Drones are becoming increasingly popular and so there is a rising need for a better experience of using drones, so it can appeal and reach out to consumers. We feel a speech input to drone navigation is important to users and building it using a Powerful Cognitive Engine - IBM Watson is a revolutionary thing because it simplifies the ease and complexity of speech-to-text translation.
What it does
IBM Cognitive Engine launched in August 2015 is designed with desktop devices and enterprises in mind and drones are helping in mapping new areas, aiding the military and driving the revolution towards autonomous devices, as the drone is one of the easiest devices to control using a smartphone app or Developer API. The Speech-to-text API translates the user's voice into meaningful text (command in the computer jargon), which is fed to to the AR.Drone to navigate it in the real world.
How I built it
Voice controlled drone navigation system is built on top of Node.js framework which integrates web development framework from Express and I/O functionality through Socket.IO. The idea is the take in audio in real-time from the web application, be it on desktop, mobile device or smart-TV set which can stream the live video stream from the drone's cameras, making the interaction even more intuitive and efficient. IBM's Watson API for speech-to-text enabled us to take in audio in the form of media file or live stream and we designed a user-friendly and interactive UI similar to that of a game controller. We programmed it as direct interaction with the service with HTTP REST API and using the broadband model. The output from Watson's STT (Speech-to-text) Engine is a transcript, consisting of a sentence spoken by the user to the Server side built on Node.js. The Web server then parses the input string to commands which are transmitted to the AR.Drone's controller using Wifi which responds to the commands by navigating in the direction or by performing multi-dimensional activities such as rotating or flipping.
Challenges I ran into
The biggest challenge of this problem is the parsing of data from multiple formats into the format that the drone can understand with speech recognition and style of the user. The engine from API mitigates this by learning every time the user interacts with the system. Node.js was a relatively new platform to the team and we had to spend lot of hours understanding the way things work with frameworks in Node.js. The restricted time per team to use the drones made it even harder to test the code as we built it, so we had to adopt a plan driven approach rather than an agile approach which is more robust and also the battery would have to be recharged due to the intensive communication with the drone.

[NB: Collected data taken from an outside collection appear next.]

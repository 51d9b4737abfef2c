pub mod candle;

// Re-export the Candle struct for convenient access (e.g. `use crate::market_data::Candle`).
pub use candle::{closes, load_candles, parse_candles, validate_order, Candle};
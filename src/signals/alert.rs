// =============================================================================
// Signal Alert — presentation-ready payload for a notification dispatcher
// =============================================================================
//
// A directional signal becomes an alert with a title, message and level.
// Neutral signals produce no alert. Storing and delivering alerts is the
// dispatcher's job; this module only builds and validates the payload.
// =============================================================================

use anyhow::{bail, Result};
use serde::{Deserialize, Serialize};

use crate::signals::macd_crossover::{Signal, SignalKind};

pub const MAX_TITLE_LEN: usize = 100;
pub const MAX_MESSAGE_LEN: usize = 500;

/// Severity level understood by the notification layer.
#[derive(Debug, Clone, Copy, PartialEq, Eq, Serialize, Deserialize)]
#[serde(rename_all = "lowercase")]
pub enum AlertLevel {
    Info,
    Success,
    Warning,
    Error,
}

impl std::fmt::Display for AlertLevel {
    fn fmt(&self, f: &mut std::fmt::Formatter<'_>) -> std::fmt::Result {
        match self {
            Self::Info => write!(f, "info"),
            Self::Success => write!(f, "success"),
            Self::Warning => write!(f, "warning"),
            Self::Error => write!(f, "error"),
        }
    }
}

/// Alert describing a MACD crossover on one symbol.
#[derive(Debug, Clone, Serialize, Deserialize)]
pub struct SignalAlert {
    /// Unique identifier for this alert (UUID v4).
    pub id: String,

    /// Symbol the signal pertains to.
    pub symbol: String,

    pub title: String,
    pub message: String,
    pub level: AlertLevel,

    /// Signal strength in `[0, 100]`.
    pub strength: f64,

    /// ISO 8601 timestamp of when this alert was created.
    pub created_at: String,
}

impl SignalAlert {
    /// Build an alert for a directional signal. Returns `None` for neutral.
    pub fn from_signal(symbol: impl Into<String>, signal: &Signal) -> Option<Self> {
        let level = match signal.kind {
            SignalKind::Bullish => AlertLevel::Success,
            SignalKind::Bearish => AlertLevel::Warning,
            SignalKind::Neutral => return None,
        };
        let symbol = symbol.into();

        Some(Self {
            id: uuid::Uuid::new_v4().to_string(),
            title: format!("{} {} signal", symbol, signal.kind),
            message: format!("{} (strength {:.1})", signal.description, signal.strength),
            level,
            strength: signal.strength,
            symbol,
            created_at: chrono::Utc::now().to_rfc3339(),
        })
    }

    /// Check the payload limits the notification layer enforces.
    pub fn validate(&self) -> Result<()> {
        if self.title.is_empty() {
            bail!("title is required");
        }
        if self.title.chars().count() > MAX_TITLE_LEN {
            bail!("title must be {MAX_TITLE_LEN} characters or less");
        }
        if self.message.is_empty() {
            bail!("message is required");
        }
        if self.message.chars().count() > MAX_MESSAGE_LEN {
            bail!("message must be {MAX_MESSAGE_LEN} characters or less");
        }
        Ok(())
    }
}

Accomplishments that I'm proud of
IBM Watson's API is relatively new to the user community and not much support is being offered, still being able to connect it with a drone is another milestone for the team. Implementing REST API & Node.js frameworks on the back-end broadened our outlook towards developing a web application than dedicating to a particular mobile operating system. Utilising networking protocols, UDP for audio and TCP for video stream enabled us to put them in a better way, accessible from any device, from anywhere and at any time.
What I learned
The opportunity for our team to meet and interact with the programmer community in and around College Station and the constant encouragement from industry experts and company representatives is truly a remarkable experience. The ability to discuss your problem as you encounter it enables you to solve the roadblocks in development with ease. The experience of using a Drone API and navigating it to according to a computer program was a fantastic one.
What's next for Voice Controlled Drone Navigation
The voice controlled drone navigation is a radical idea and is the basis for our future development wherein we look forward to understanding natural language better using NLP classifier and we look forward to integrate more robust APIs to make an autonomous drone, capable of reacting to stimuli and context awareness. With the aim to solve the problems faced of estimating damage caused to a property from an aerial survey can help small, medium and large enterprises in expanding to other parts of the world and that of finding survivors when a terrorist attack or tracking suspicious activity without risking a human life is a very powerful motivator for our team to carry this momentum moving forward and contribute to the community of developers.